Public library in Bloomfield, Colorado, US

The Broomfield Library, also called the Mamie Doud Eisenhower Public Library, is the public library of Broomfield, Colorado in the United States. The library is located at 3 Community Park Road and has a makerspace called inventHQ at #6 Garden Center. The library won the Heart of Broomfield award in 2021 for service to the community during the COVID 19 Pandemic and the Colorado Association of Libraries's President's Community award in 2022.

The Broomfield Library is a member of the Marmot Library Network, which provides cardholders with access to materials at all member libraries. The other member libraries in the network are Boulder, Clearview, Lafayette, Longmont, Louisville and Loveland.

== History ==

=== 1959-1975 ===
The first recorded meeting of the Broomfield Library Association was held in the home of Blanche Rosen on December 2, 1959. On January 13, 1960, a Library Board of Trustees was appointed, the library was incorporated and its bylaws were adopted, with Rev.
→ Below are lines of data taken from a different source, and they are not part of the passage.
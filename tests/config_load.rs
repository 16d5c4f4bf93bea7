use std::path::PathBuf;
use std::sync::Arc;

use serde_json::json;
use valve::{
    Action, ConfigError, MemoryStore, Message, PermissionValve, RuleType, RuleValidationError,
    Section, ValveConfig, ValveOptions,
};

fn fixture() -> PathBuf {
    PathBuf::from(env!("CARGO_MANIFEST_DIR")).join("tests/fixtures/permissions.json")
}

#[test]
fn loads_fixture_file_in_declaration_order() {
    let config = ValveConfig::from_file(fixture()).unwrap();
    let paths: Vec<&str> = config
        .section(Section::Record)
        .iter()
        .map(|p| p.template().raw())
        .collect();
    assert_eq!(paths, ["profile/$userId", "game-comment/$gameId/$userId/*", "*"]);
    assert!(config.require_root_entries().is_ok());
}

#[test]
fn missing_file_is_io_error() {
    let err = ValveConfig::from_file("tests/fixtures/does-not-exist.json").unwrap_err();
    assert!(matches!(err, ConfigError::Io(_)));
}

#[test]
fn malformed_json_is_json_error() {
    assert!(matches!(
        ValveConfig::from_json_str("{ \"record\": "),
        Err(ConfigError::Json(_))
    ));
}

#[tokio::test]
async fn fixture_rules_decide() {
    let store = Arc::new(
        MemoryStore::new()
            .with_record("game/g1", json!({ "open": true }))
            .with_record("game/g2", json!({ "open": false })),
    );
    let valve = PermissionValve::new(
        ValveConfig::from_file(fixture()).unwrap(),
        ValveOptions {
            require_root_entries: true,
            ..ValveOptions::default()
        },
        store,
    )
    .unwrap();

    let profile = Message::record(Action::Update, "profile/alice").with_data("{}");
    assert!(valve.authorize("alice", &profile, json!(null)).await.unwrap());
    assert!(!valve.authorize("bob", &profile, json!(null)).await.unwrap());
    assert!(!valve
        .authorize("alice", &Message::record(Action::Delete, "profile/alice"), json!(null))
        .await
        .unwrap());

    let comment = Message::record(Action::Update, "game-comment/g1/alice/c7").with_data("{}");
    assert!(valve.authorize("alice", &comment, json!(null)).await.unwrap());
    let closed = Message::record(Action::Update, "game-comment/g2/alice/c7").with_data("{}");
    assert!(!valve.authorize("alice", &closed, json!(null)).await.unwrap());

    let news = Message::event(Action::Emit, "news/today");
    assert!(valve
        .authorize("e", &news, json!({ "role": "editor" }))
        .await
        .unwrap());
    assert!(!valve.authorize("r", &news, json!({ "role": "reader" })).await.unwrap());
    assert!(valve
        .authorize("r", &Message::event(Action::Emit, "chat"), json!(null))
        .await
        .unwrap());
}

#[test]
fn root_entries_enforced_when_required() {
    let config = ValveConfig::from_value(json!({
        "record": { "a": { "read": true } },
        "event": { "*": { "publish": true } },
        "rpc": { "*": { "request": true } }
    }))
    .unwrap();
    let options = ValveOptions {
        require_root_entries: true,
        ..ValveOptions::default()
    };
    let err = PermissionValve::new(config, options, Arc::new(MemoryStore::new())).unwrap_err();
    assert_eq!(
        err.to_string(),
        "missing root entry \"*\" for section record"
    );
}

#[test]
fn invalid_options_rejected_by_valve() {
    let options = ValveOptions {
        max_rule_iterations: 0,
        ..ValveOptions::default()
    };
    let err = PermissionValve::new(ValveConfig::default(), options, Arc::new(MemoryStore::new()))
        .unwrap_err();
    assert!(matches!(err, ConfigError::MaxRuleIterations));
}

#[tokio::test]
async fn use_config_swaps_rules_and_resets_cache() {
    let config = |rule: &str| {
        ValveConfig::from_value(json!({
            "record": { "*": { "read": rule } },
            "event": {},
            "rpc": {}
        }))
        .unwrap()
    };
    let valve = PermissionValve::new(
        config("user.id === 'alice'"),
        ValveOptions::default(),
        Arc::new(MemoryStore::new()),
    )
    .unwrap();
    let read = Message::record(Action::Read, "doc");

    assert!(valve.authorize("alice", &read, json!(null)).await.unwrap());
    assert!(valve.cache().has(Section::Record, "doc", RuleType::Read));

    valve.use_config(config("user.id === 'bob'")).unwrap();
    assert!(valve.cache().is_empty());
    assert!(!valve.authorize("alice", &read, json!(null)).await.unwrap());
    assert!(valve.authorize("bob", &read, json!(null)).await.unwrap());
}

#[test]
fn options_from_json() {
    let options = ValveOptions::from_json_str(
        r#"{ "cacheEvacuationInterval": 1000, "maxRuleIterations": 5, "requireRootEntries": true }"#,
    )
    .unwrap();
    assert_eq!(options.max_rule_iterations, 5);
    assert!(options.require_root_entries);
    assert!(matches!(
        ValveOptions::from_json_str(r#"{ "maxIterations": 5 }"#),
        Err(ConfigError::Json(_))
    ));
}

#[test]
fn deeply_nested_rule_is_rejected() {
    let rule = format!("{}true{}", "(".repeat(3000), ")".repeat(3000));
    let err = ValveConfig::from_value(json!({
        "record": { "*": { "read": rule } },
        "event": {},
        "rpc": {}
    }))
    .unwrap_err();
    assert!(
        matches!(err, ConfigError::InvalidRule(RuleValidationError::Syntax(_))),
        "{err:?}"
    );
    assert!(err.to_string().contains("SyntaxError: Expression nested more than"));
}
Paul Holland elected chairman of the board. In 1961, when a city budget was established with funds for a library, Mary Jane Bailey became the first paid Library Director. Due to difficulties finding space, the Broomfield Library had an itinerant first several years. After opening its doors to the public at the Leonard Building at #14 Garden Center in 1960, the library relocated to the Aspen Cottage Elementary School building in September of that year, only to move again in December 1960 to the neighboring Holly Cottage Elementary School. When both buildings were sold, the Broomfield Library moved to the Broomfield Manor in September 1961, briefly sharing an office with the Broomfield Chamber of Commerce. Finally, in March 1963, the library opened the doors to its first permanent building at #12 Garden Center.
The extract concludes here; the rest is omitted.